--- RECORDS SUPPLIED Enclosed Below ---
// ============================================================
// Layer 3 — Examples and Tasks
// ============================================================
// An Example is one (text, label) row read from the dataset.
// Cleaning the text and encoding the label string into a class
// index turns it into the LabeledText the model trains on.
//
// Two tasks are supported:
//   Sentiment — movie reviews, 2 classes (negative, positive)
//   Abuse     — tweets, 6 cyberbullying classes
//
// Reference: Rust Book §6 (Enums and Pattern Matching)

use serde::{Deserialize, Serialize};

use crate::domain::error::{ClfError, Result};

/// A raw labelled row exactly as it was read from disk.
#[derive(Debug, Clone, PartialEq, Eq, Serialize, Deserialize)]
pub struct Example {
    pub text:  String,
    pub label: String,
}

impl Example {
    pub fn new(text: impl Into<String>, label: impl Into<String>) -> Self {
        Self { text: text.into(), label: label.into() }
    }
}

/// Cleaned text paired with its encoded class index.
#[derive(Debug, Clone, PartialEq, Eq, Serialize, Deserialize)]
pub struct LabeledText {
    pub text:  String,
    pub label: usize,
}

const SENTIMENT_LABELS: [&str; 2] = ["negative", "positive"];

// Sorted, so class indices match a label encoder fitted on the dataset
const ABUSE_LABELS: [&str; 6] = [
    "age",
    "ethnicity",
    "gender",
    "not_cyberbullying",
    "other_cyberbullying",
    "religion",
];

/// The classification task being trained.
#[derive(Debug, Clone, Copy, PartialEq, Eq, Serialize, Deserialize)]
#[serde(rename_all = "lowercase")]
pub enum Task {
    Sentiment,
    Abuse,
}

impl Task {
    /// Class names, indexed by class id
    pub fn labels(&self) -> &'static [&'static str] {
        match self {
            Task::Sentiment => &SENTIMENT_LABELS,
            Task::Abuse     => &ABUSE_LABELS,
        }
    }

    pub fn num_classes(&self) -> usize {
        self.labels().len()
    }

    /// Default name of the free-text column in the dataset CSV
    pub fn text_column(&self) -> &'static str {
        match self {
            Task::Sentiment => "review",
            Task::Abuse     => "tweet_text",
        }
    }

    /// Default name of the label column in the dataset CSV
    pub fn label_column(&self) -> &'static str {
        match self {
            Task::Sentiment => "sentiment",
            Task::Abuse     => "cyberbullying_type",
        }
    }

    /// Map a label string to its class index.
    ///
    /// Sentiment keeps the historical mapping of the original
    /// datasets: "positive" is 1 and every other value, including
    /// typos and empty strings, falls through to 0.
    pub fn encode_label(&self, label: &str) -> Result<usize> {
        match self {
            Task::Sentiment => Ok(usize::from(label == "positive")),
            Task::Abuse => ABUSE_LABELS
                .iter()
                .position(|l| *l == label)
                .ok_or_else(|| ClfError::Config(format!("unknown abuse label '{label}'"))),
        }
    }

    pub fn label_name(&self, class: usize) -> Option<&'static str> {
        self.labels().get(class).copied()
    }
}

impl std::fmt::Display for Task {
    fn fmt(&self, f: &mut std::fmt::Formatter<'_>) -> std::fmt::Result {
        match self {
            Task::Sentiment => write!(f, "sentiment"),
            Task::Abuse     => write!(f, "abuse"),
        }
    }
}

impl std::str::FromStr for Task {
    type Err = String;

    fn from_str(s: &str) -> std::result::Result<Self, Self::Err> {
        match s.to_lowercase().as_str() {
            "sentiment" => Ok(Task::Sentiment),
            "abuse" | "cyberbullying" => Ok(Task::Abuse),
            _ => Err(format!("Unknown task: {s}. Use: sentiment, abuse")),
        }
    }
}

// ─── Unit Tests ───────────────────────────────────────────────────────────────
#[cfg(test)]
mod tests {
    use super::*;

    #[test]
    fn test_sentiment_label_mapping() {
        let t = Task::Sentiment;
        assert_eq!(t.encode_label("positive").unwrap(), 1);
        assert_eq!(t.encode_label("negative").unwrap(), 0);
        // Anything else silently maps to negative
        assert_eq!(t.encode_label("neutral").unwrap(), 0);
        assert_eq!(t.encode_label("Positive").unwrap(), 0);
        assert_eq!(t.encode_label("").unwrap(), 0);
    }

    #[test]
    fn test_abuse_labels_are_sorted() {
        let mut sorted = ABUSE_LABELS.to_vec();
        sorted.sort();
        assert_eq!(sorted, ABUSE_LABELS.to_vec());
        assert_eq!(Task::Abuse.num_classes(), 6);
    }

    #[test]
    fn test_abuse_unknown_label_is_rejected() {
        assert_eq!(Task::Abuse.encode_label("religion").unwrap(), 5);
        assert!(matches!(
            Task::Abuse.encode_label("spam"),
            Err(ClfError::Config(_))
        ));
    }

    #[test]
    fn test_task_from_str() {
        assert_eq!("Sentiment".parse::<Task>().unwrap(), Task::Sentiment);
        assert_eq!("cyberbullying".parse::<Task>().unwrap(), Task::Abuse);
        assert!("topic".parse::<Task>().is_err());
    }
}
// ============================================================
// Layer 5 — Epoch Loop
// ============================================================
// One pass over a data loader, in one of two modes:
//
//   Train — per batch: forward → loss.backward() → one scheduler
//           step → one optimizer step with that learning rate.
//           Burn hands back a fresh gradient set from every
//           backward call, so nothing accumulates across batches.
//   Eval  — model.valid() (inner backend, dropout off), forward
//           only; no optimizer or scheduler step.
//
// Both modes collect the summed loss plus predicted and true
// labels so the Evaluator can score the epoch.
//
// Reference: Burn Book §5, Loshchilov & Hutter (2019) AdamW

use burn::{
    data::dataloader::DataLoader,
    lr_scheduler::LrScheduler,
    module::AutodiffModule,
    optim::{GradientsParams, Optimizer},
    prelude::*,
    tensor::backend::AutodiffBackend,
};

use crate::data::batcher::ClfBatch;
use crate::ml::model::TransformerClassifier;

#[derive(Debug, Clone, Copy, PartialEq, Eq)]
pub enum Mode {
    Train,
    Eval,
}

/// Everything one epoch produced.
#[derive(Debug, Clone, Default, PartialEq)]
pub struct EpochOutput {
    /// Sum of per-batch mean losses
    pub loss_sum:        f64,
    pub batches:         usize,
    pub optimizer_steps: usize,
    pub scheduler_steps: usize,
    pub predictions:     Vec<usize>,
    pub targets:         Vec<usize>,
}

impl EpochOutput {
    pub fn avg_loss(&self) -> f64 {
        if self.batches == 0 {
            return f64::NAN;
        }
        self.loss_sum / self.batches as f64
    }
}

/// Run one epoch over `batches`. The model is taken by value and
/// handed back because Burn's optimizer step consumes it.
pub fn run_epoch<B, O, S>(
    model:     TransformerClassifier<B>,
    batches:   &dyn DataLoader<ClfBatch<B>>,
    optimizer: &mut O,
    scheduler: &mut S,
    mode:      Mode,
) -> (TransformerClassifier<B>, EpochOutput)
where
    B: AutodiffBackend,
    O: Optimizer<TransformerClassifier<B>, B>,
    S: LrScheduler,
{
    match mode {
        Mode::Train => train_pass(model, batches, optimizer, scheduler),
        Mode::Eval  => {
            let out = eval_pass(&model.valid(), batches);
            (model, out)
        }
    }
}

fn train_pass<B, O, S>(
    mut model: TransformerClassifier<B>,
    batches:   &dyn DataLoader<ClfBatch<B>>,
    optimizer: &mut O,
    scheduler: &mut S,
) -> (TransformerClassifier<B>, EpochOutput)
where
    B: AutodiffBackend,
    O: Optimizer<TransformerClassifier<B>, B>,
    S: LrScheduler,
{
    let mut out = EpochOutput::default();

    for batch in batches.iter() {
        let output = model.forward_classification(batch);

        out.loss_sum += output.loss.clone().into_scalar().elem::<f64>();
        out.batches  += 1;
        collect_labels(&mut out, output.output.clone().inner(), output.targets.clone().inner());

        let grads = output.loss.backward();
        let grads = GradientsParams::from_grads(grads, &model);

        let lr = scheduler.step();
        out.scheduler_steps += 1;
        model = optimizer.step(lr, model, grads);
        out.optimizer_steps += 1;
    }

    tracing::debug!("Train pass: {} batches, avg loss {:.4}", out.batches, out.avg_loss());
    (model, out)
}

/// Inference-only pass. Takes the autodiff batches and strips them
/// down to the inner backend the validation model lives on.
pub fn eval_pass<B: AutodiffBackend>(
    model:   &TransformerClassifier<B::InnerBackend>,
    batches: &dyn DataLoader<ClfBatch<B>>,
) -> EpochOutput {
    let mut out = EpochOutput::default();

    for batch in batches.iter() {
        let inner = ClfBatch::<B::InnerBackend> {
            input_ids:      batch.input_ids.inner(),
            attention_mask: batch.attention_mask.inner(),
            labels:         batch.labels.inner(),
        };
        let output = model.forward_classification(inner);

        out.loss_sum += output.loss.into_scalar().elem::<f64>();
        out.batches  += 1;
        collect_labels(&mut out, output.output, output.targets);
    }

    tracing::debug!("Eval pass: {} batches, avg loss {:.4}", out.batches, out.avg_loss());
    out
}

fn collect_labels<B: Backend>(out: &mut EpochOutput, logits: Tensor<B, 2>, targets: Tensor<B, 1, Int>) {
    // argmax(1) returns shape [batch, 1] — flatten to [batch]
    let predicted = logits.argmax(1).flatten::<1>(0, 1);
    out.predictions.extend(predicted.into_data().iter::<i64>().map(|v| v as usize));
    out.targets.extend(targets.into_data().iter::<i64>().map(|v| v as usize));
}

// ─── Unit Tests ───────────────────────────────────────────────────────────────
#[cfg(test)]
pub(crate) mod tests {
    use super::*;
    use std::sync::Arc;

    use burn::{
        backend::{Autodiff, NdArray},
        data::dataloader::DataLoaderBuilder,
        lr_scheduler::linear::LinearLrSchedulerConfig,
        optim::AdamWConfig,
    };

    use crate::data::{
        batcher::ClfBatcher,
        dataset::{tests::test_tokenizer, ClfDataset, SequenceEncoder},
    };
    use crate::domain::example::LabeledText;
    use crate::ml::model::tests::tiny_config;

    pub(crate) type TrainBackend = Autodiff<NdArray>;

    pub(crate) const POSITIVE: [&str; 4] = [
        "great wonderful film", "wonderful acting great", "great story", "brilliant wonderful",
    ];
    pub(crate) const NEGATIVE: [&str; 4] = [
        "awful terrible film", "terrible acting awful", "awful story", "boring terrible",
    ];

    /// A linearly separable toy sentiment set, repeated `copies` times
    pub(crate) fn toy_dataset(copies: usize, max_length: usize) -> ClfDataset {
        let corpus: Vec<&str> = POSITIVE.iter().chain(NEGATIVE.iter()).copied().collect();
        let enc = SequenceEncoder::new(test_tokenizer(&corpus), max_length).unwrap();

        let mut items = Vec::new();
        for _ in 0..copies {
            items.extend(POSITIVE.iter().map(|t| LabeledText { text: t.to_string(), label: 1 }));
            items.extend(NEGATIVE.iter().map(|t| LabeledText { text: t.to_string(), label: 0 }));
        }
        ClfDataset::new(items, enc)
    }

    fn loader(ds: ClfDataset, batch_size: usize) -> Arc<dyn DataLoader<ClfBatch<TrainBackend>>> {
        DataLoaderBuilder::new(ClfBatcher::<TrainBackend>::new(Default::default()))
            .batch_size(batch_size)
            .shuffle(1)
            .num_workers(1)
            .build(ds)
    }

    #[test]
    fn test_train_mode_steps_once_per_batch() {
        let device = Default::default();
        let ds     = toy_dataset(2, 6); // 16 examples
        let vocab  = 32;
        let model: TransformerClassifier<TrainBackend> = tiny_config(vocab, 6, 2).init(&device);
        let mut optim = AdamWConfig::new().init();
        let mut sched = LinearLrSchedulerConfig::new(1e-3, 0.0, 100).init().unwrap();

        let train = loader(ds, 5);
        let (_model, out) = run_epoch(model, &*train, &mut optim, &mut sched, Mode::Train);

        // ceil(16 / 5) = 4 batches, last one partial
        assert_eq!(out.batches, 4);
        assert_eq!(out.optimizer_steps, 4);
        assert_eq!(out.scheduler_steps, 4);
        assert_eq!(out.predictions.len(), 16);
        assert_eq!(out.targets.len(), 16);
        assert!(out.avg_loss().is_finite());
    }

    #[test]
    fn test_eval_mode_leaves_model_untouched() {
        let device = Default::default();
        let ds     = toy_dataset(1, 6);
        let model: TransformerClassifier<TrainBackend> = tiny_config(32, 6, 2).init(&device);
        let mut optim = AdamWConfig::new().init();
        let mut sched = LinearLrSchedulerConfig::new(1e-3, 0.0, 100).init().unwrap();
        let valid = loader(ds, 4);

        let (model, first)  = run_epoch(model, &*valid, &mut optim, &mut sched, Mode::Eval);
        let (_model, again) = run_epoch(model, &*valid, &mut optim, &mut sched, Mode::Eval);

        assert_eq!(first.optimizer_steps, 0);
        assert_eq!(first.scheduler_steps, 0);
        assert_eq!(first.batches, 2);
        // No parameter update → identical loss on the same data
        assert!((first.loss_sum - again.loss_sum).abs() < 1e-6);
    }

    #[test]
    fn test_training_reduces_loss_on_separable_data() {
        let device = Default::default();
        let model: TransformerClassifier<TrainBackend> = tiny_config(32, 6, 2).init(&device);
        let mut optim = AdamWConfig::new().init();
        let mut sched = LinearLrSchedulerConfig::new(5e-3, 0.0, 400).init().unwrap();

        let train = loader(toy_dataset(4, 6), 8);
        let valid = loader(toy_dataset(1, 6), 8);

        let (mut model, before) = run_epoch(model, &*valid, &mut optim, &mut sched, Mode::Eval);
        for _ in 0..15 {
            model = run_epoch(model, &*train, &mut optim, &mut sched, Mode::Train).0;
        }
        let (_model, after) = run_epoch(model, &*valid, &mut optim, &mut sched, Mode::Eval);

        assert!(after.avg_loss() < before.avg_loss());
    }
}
--- End of Enclosed RECORDS SUPPLIED ---
* PROBLEM *
Of the entries listed above, reproduce only the lines starting at the line containing "assert_eq!(Task::Abuse.num_classes(), 6);" and ending at the line containing "accumulates across batches.". Include both, exactly as they stand.

* SOLUTION FOR THIS PROBLEM *
        assert_eq!(Task::Abuse.num_classes(), 6);
    }

    #[test]
    fn test_abuse_unknown_label_is_rejected() {
        assert_eq!(Task::Abuse.encode_label("religion").unwrap(), 5);
        assert!(matches!(
            Task::Abuse.encode_label("spam"),
            Err(ClfError::Config(_))
        ));
    }

    #[test]
    fn test_task_from_str() {
        assert_eq!("Sentiment".parse::<Task>().unwrap(), Task::Sentiment);
        assert_eq!("cyberbullying".parse::<Task>().unwrap(), Task::Abuse);
        assert!("topic".parse::<Task>().is_err());
    }
}
// ============================================================
// Layer 5 — Epoch Loop
// ============================================================
// One pass over a data loader, in one of two modes:
//
//   Train — per batch: forward → loss.backward() → one scheduler
//           step → one optimizer step with that learning rate.
//           Burn hands back a fresh gradient set from every
//           backward call, so nothing accumulates across batches.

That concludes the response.